The New York Times reported this week about one such group of hackers targeting senior executives at biotech companies with a goal of garnering insider information to game the stock market.
FireEye has been tracking the group, which they call Fin4—for a year and a half. (The “Fin” designation is assigned by the company to indicate groups where the main goal is to monetize proprietary information.)
“Fin4 has reached a threshold of capability that sets them apart,” Weedon told me during a phone conversation. “They are very thoughtful about who they target. They go after specific companies and are a lot more scoped in their approach.”
Attacks of this kind may start with the studied e-impersonation of trusted colleagues, business associates or anyone from a constellation of contacts—compliance officers, regulators, legal or financial advisers—with the single purpose of getting someone in a senior position to personally, unwittingly hand over the keys to the castle. Once they are in, sensitive—potentially lucrative—information can be accessed and put to use.
“They will send a very convincing phishing email,” Weedon said. “It may prompt a link that looks just like Outlook.” The target enters their credentials to see the attachment, not realizing that they were not in Outlook at all. There may even be a legitimate document on the other side of that fake login page, but it’s a trap. Once the hacker gets into a key person’s inbox, Outlook settings have been reset to send any messages containing the words “hacked” or “malware” directly to the user’s trash folder, thereby giving the cyber-ninja more time in the system to collect information about mergers and acquisitions, compliance issues, press releases, non-public market-moving information—anything that can be used to make a smarter stock market trade.
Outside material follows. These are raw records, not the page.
//! Refrigerant identifiers.

use crate::error::FluidError;

/// Working fluids relevant for vapor-compression equipment.
///
/// Covers the common pure HFC/HFO/natural refrigerants plus the predefined
/// blends CoolProp treats as pseudo-pure mixtures (R404A, R407C, R410A,
/// R507A).
#[derive(Debug, Clone, Copy, PartialEq, Eq, Hash)]
pub enum Refrigerant {
    /// Refrigerant R32 (difluoromethane)
    R32,
    /// Refrigerant R125 (pentafluoroethane)
    R125,
    /// Refrigerant R134a
    R134a,
    /// Refrigerant R152a
    R152a,
    /// Refrigerant R245fa
    R245fa,
    /// Refrigerant R1234yf
    R1234yf,
    /// Blend R404A (R125/R143a/R134a)
    R404A,
    /// Blend R407C (R32/R125/R134a)
    R407C,
    /// Blend R410A (R32/R125)
    R410A,
    /// Blend R507A (R125/R143a)
    R507A,
    /// Ammonia (R717)
    Ammonia,
    /// Propane (R290)
    Propane,
    /// Isobutane (R600a)
    Isobutane,
    /// Carbon dioxide (R744)
    CO2,
}

/// Backend substance kind: rfluids keeps pure fluids and predefined
/// mixtures in separate enums.
#[derive(Debug, Clone, Copy)]
pub(crate) enum BackendSubstance {
    Pure(rfluids::substance::Pure),
    Mix(rfluids::substance::PredefinedMix),
}

impl Refrigerant {
    pub const ALL: [Refrigerant; 14] = [
        Refrigerant::R32,
        Refrigerant::R125,
        Refrigerant::R134a,
        Refrigerant::R152a,
        Refrigerant::R245fa,
        Refrigerant::R1234yf,
        Refrigerant::R404A,
        Refrigerant::R407C,
        Refrigerant::R410A,
        Refrigerant::R507A,
        Refrigerant::Ammonia,
        Refrigerant::Propane,
        Refrigerant::Isobutane,
        Refrigerant::CO2,
    ];

    /// Canonical short key (ASHRAE designation where one exists).
    pub fn key(&self) -> &'static str {
        match self {
            Refrigerant::R32 => "R32",
            Refrigerant::R125 => "R125",
            Refrigerant::R134a => "R134a",
            Refrigerant::R152a => "R152a",
            Refrigerant::R245fa => "R245fa",
            Refrigerant::R1234yf => "R1234yf",
            Refrigerant::R404A => "R404A",
            Refrigerant::R407C => "R407C",
            Refrigerant::R410A => "R410A",
            Refrigerant::R507A => "R507A",
            Refrigerant::Ammonia => "R717",
            Refrigerant::Propane => "R290",
            Refrigerant::Isobutane => "R600a",
            Refrigerant::CO2 => "R744",
        }
    }

    /// Get human-readable name.
    pub fn display_name(&self) -> &'static str {
        match self {
            Refrigerant::R32 => "R32",
            Refrigerant::R125 => "R125",
            Refrigerant::R134a => "R134a",
            Refrigerant::R152a => "R152a",
            Refrigerant::R245fa => "R245fa",
            Refrigerant::R1234yf => "R1234yf",
            Refrigerant::R404A => "R404A",
            Refrigerant::R407C => "R407C",
            Refrigerant::R410A => "R410A",
            Refrigerant::R507A => "R507A",
            Refrigerant::Ammonia => "Ammonia",
            Refrigerant::Propane => "Propane",
            Refrigerant::Isobutane => "Isobutane",
            Refrigerant::CO2 => "Carbon Dioxide",
        }
    }

    /// Map to the rfluids substance (internal use for the CoolProp backend).
    pub(crate) fn backend_substance(&self) -> BackendSubstance {
        use rfluids::substance::{PredefinedMix, Pure};
        match self {
            Refrigerant::R32 => BackendSubstance::Pure(Pure::R32),
            Refrigerant::R125 => BackendSubstance::Pure(Pure::R125),
            Refrigerant::R134a => BackendSubstance::Pure(Pure::R134a),
            Refrigerant::R152a => BackendSubstance::Pure(Pure::R152a),
            Refrigerant::R245fa => BackendSubstance::Pure(Pure::R245fa),
            Refrigerant::R1234yf => BackendSubstance::Pure(Pure::R1234yf),
            Refrigerant::R404A => BackendSubstance::Mix(PredefinedMix::R404A),
            Refrigerant::R407C => BackendSubstance::Mix(PredefinedMix::R407C),
            Refrigerant::R410A => BackendSubstance::Mix(PredefinedMix::R410A),
            Refrigerant::R507A => BackendSubstance::Mix(PredefinedMix::R507A),
            Refrigerant::Ammonia => BackendSubstance::Pure(Pure::Ammonia),
            Refrigerant::Propane => BackendSubstance::Pure(Pure::nPropane),
            Refrigerant::Isobutane => BackendSubstance::Pure(Pure::Isobutane),
            Refrigerant::CO2 => BackendSubstance::Pure(Pure::CarbonDioxide),
        }
    }
}

impl std::str::FromStr for Refrigerant {
    type Err = FluidError;

    fn from_str(s: &str) -> Result<Self, Self::Err> {
        match s.trim().to_uppercase().as_str() {
            "R32" => Ok(Refrigerant::R32),
            "R125" => Ok(Refrigerant::R125),
            "R134A" => Ok(Refrigerant::R134a),
            "R152A" => Ok(Refrigerant::R152a),
            "R245FA" => Ok(Refrigerant::R245fa),
            "R1234YF" => Ok(Refrigerant::R1234yf),
            "R404A" => Ok(Refrigerant::R404A),
            "R407C" => Ok(Refrigerant::R407C),
            "R410A" => Ok(Refrigerant::R410A),
            "R507A" => Ok(Refrigerant::R507A),
            "R717" | "NH3" | "AMMONIA" => Ok(Refrigerant::Ammonia),
            "R290" | "PROPANE" | "C3H8" => Ok(Refrigerant::Propane),
            "R600A" | "ISOBUTANE" | "I-BUTANE" => Ok(Refrigerant::Isobutane),
            "R744" | "CO2" | "CARBONDIOXIDE" | "CARBON DIOXIDE" => Ok(Refrigerant::CO2),
            _ => Err(FluidError::NotSupported {
                what: "unknown refrigerant name",
            }),
        }
    }
}

impl std::fmt::Display for Refrigerant {
    fn fmt(&self, f: &mut std::fmt::Formatter<'_>) -> std::fmt::Result {
        f.write_str(self.key())
    }
}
According to Weedon, the group has been able to infiltrate email accounts at the CEO level.
Once they’ve gained access, the hackers may simply collect everything in the CEO’s inbox or take an attachment found there and plant malware that then spreads throughout the company thereby exposing still more information. The difference here is that the hack relies on legitimate credentials to gain access, so it’s a much lighter touch with potentially much more information being comprised. If the hackers forgo malware, there aren’t necessarily any traces at all of the compromise.
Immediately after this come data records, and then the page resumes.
//! cm-compressor: AHRI-540 map-based compressor performance model.
//!
//! A compressor is described by two ten-coefficient bivariate polynomials in
//! evaporating and condensing saturation temperature (the manufacturer map
//! convention), plus a heat loss fraction and a displacement scale factor.
//! Evaluation corrects the raw map outputs for the actual suction superheat
//! and closes the energy balance to a full discharge state.
//!
//! Property queries go through the `FluidModel` trait from `cm-fluids`, so
//! the same model runs against the CoolProp backend or a test double.
//!
//! # Example
//!
//! ```no_run
//! use cm_compressor::{CompressorSpec, OperatingPoint, output_list};
//! use cm_core::units::{dk, k};
//! use cm_fluids::{CoolPropModel, Refrigerant};
//!
//! let spec = CompressorSpec::new(
//!     &[286.03, 6.464, 0.0, 0.0553, 0.0, 0.0, 1.93e-4, 0.0, 0.0, -5.87e-6],
//!     &[164.85, -23.79, 40.87, -0.514, 0.641, -0.282, -2.17e-3, 4.76e-3, -2.90e-3, 1.48e-3],
//!     Refrigerant::R410A,
//!     0.15,
//!     1.0,
//! ).unwrap();
//!
//! let op = OperatingPoint {
//!     t_evap: k(293.15),
//!     t_cond: k(328.15),
//!     superheat: dk(11.11),
//! };
//!
//! let model = CoolPropModel::new();
//! let perf = spec.evaluate(&model, &op).unwrap();
//! for record in output_list(&spec, &perf) {
//!     println!("{} [{}]: {}", record.label, record.unit, record.value);
//! }
//! ```

pub mod error;
pub mod map;
mod model;
pub mod report;
pub mod result;
pub mod spec;

// Re-exports
pub use error::{CompressorError, CompressorResult};
pub use map::{
    LBM_PER_HOUR_TO_KG_PER_S, MAP_COEFFICIENT_COUNT, MapPolynomial, evaluate_maps,
    kelvin_to_fahrenheit,
};
pub use model::{AHRI_REFERENCE_SUPERHEAT_K, SUPERHEAT_BLEND_FACTOR};
pub use report::{OutputRecord, output_list};
pub use result::Performance;
pub use spec::{CompressorSpec, OperatingPoint};
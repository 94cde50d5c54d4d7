//! cm-core: stable foundation for the compressor map crates.
//!
//! Contains:
//! - units (uom SI types + constructors)
//! - numeric (Real + tolerances + float helpers)
//! - error (shared error types)

pub mod error;
pub mod numeric;
pub mod units;

// Re-exports: nice ergonomics for downstream crates
pub use error::{CoreError, CoreResult};
pub use numeric::*;
pub use units::*;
The “old” way these breaches worked—one still very much practiced by Chinese and Russian groups—involved the use of general information, kinda-sorta knowledge of the target’s business and hit-or-miss English. Because there is often less specificity and more variables in these kinds of softer attacks, the dodge is easier to spot. It’s more likely to find a lower-level employee falling for it. In most cases, these targets don’t have the kind of access to information that can cause major damage. Having gained whatever access is possible through their mark, old-school hackers move laterally into the organization’s environment, whether by recording keystrokes to exploit privileged employee credentials or blasting a hole in the company firewall. They might as well be Bonnie and Clyde robbing a bank. The goal is to siphon off information that can be turned into an easy profit, but the process leaves traces.
What’s so worrisome about Fin4 is that they can come and go—gaining access to everything and anything pertaining to your company—and you may never know it. For the numerous healthcare and biotech companies that they targeted, the only real-life consequence could be an advantageous trade that somehow anticipated the announcement of a new drug, or shorted a stock associated with a failed drug trial.
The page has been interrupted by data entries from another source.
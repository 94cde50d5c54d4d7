//! Fluid property model trait and validation helpers.

use crate::error::{FluidError, FluidResult};
use crate::refrigerant::Refrigerant;
use crate::state::{SpecEnthalpy, SpecEntropy, StateInput, ThermoState};
use cm_core::units::Density;

/// Trait for fluid property models.
///
/// Implementations must be thread-safe (Send + Sync) so independent
/// compressor evaluations can run in parallel. All methods should validate
/// inputs and outputs for physical plausibility and fail observably when a
/// queried state is outside the fluid's valid envelope — never silently
/// return garbage.
pub trait FluidModel: Send + Sync {
    /// Get the model name (for debugging/logging).
    fn name(&self) -> &str;

    /// Check if this model supports the given refrigerant.
    fn supports_refrigerant(&self, refrigerant: Refrigerant) -> bool;

    /// Create a thermodynamic state from an input specification.
    ///
    /// For PT input: validates and creates the state directly.
    /// For PH/PS input: solves for temperature, then creates the state.
    /// For SatVapor input: resolves the saturation pressure at the given
    /// temperature.
    fn state(&self, input: StateInput, refrigerant: Refrigerant) -> FluidResult<ThermoState>;

    /// Compute density [kg/m³] at the given state.
    fn rho(&self, state: &ThermoState) -> FluidResult<Density>;

    /// Compute specific enthalpy [J/kg] at the given state.
    fn h(&self, state: &ThermoState) -> FluidResult<SpecEnthalpy>;

    /// Compute specific enthalpy [J/kg] directly from an input pair.
    ///
    /// Unlike `state` followed by `h`, a backend can resolve this in a
    /// single flash, so inputs that land inside the two-phase dome (e.g. an
    /// isentropic projection for a wet fluid) keep their vapor quality
    /// instead of being collapsed to a (P, T) pair.
    fn h_at(&self, input: StateInput, refrigerant: Refrigerant) -> FluidResult<SpecEnthalpy> {
        let state = self.state(input, refrigerant)?;
        self.h(&state)
    }

    /// Compute specific entropy [J/(kg·K)] at the given state.
    fn s(&self, state: &ThermoState) -> FluidResult<SpecEntropy>;
}

/// Validation helpers for fluid properties.
pub(crate) mod validation {
    use super::*;
    use cm_core::units::{Pressure, Temperature};

    /// Ensure pressure is positive and finite.
    pub fn validate_pressure(p: Pressure) -> FluidResult<()> {
        if !p.value.is_finite() || p.value <= 0.0 {
            return Err(FluidError::NonPhysical {
                what: "pressure must be positive and finite",
            });
        }
        Ok(())
    }

    /// Ensure temperature is positive and finite.
    pub fn validate_temperature(t: Temperature) -> FluidResult<()> {
        if !t.value.is_finite() || t.value <= 0.0 {
            return Err(FluidError::NonPhysical {
                what: "temperature must be positive and finite",
            });
        }
        Ok(())
    }

    /// Ensure density is positive and finite.
    pub fn validate_density(rho: Density) -> FluidResult<()> {
        if !rho.value.is_finite() || rho.value <= 0.0 {
            return Err(FluidError::NonPhysical {
                what: "density must be positive and finite",
            });
        }
        Ok(())
    }

    /// Ensure enthalpy is finite (can be negative).
    pub fn validate_enthalpy(h: f64) -> FluidResult<()> {
        if !h.is_finite() {
            return Err(FluidError::NonPhysical {
                what: "enthalpy must be finite",
            });
        }
        Ok(())
    }

    /// Ensure entropy is finite (can be negative).
    pub fn validate_entropy(s: f64) -> FluidResult<()> {
        if !s.is_finite() {
            return Err(FluidError::NonPhysical {
                what: "entropy must be finite",
            });
        }
        Ok(())
    }
}

#[cfg(test)]
mod tests {
    use super::validation::*;
    use cm_core::units::{k, kgpm3, pa};

    #[test]
    fn validate_positive_pressure() {
        assert!(validate_pressure(pa(101_325.0)).is_ok());
        assert!(validate_pressure(pa(-100.0)).is_err());
        assert!(validate_pressure(pa(0.0)).is_err());
        assert!(validate_pressure(pa(f64::NAN)).is_err());
    }

    #[test]
    fn validate_positive_temperature() {
        assert!(validate_temperature(k(300.0)).is_ok());
        assert!(validate_temperature(k(-10.0)).is_err());
        assert!(validate_temperature(k(0.0)).is_err());
    }

    #[test]
    fn validate_density_positive() {
        assert!(validate_density(kgpm3(55.0)).is_ok());
        assert!(validate_density(kgpm3(-1.0)).is_err());
        assert!(validate_density(kgpm3(0.0)).is_err());
    }

    #[test]
    fn validate_enthalpy_finite() {
        assert!(validate_enthalpy(430_000.0).is_ok());
        assert!(validate_enthalpy(-15_000.0).is_ok());
        assert!(validate_enthalpy(f64::INFINITY).is_err());
    }

    #[test]
    fn validate_entropy_finite() {
        assert!(validate_entropy(1_800.0).is_ok());
        assert!(validate_entropy(f64::NAN).is_err());
    }
}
If you are the target of choice, you will have to be exceptionally well trained by a cutting-edge information security professional and completely tuned in to the subtleties of your workflow to avoid getting got. These fraudsters will have at their fingertips the kinds of information that only an insider should know, and the bait they dangle in front of you will be convincing.
While the art is very different, the basic mechanism is the same. Company-killing compromises require human error. While more common hacks rely on a weakest link that can be exploited, the more hackers evolve, the more we all must evolve with them.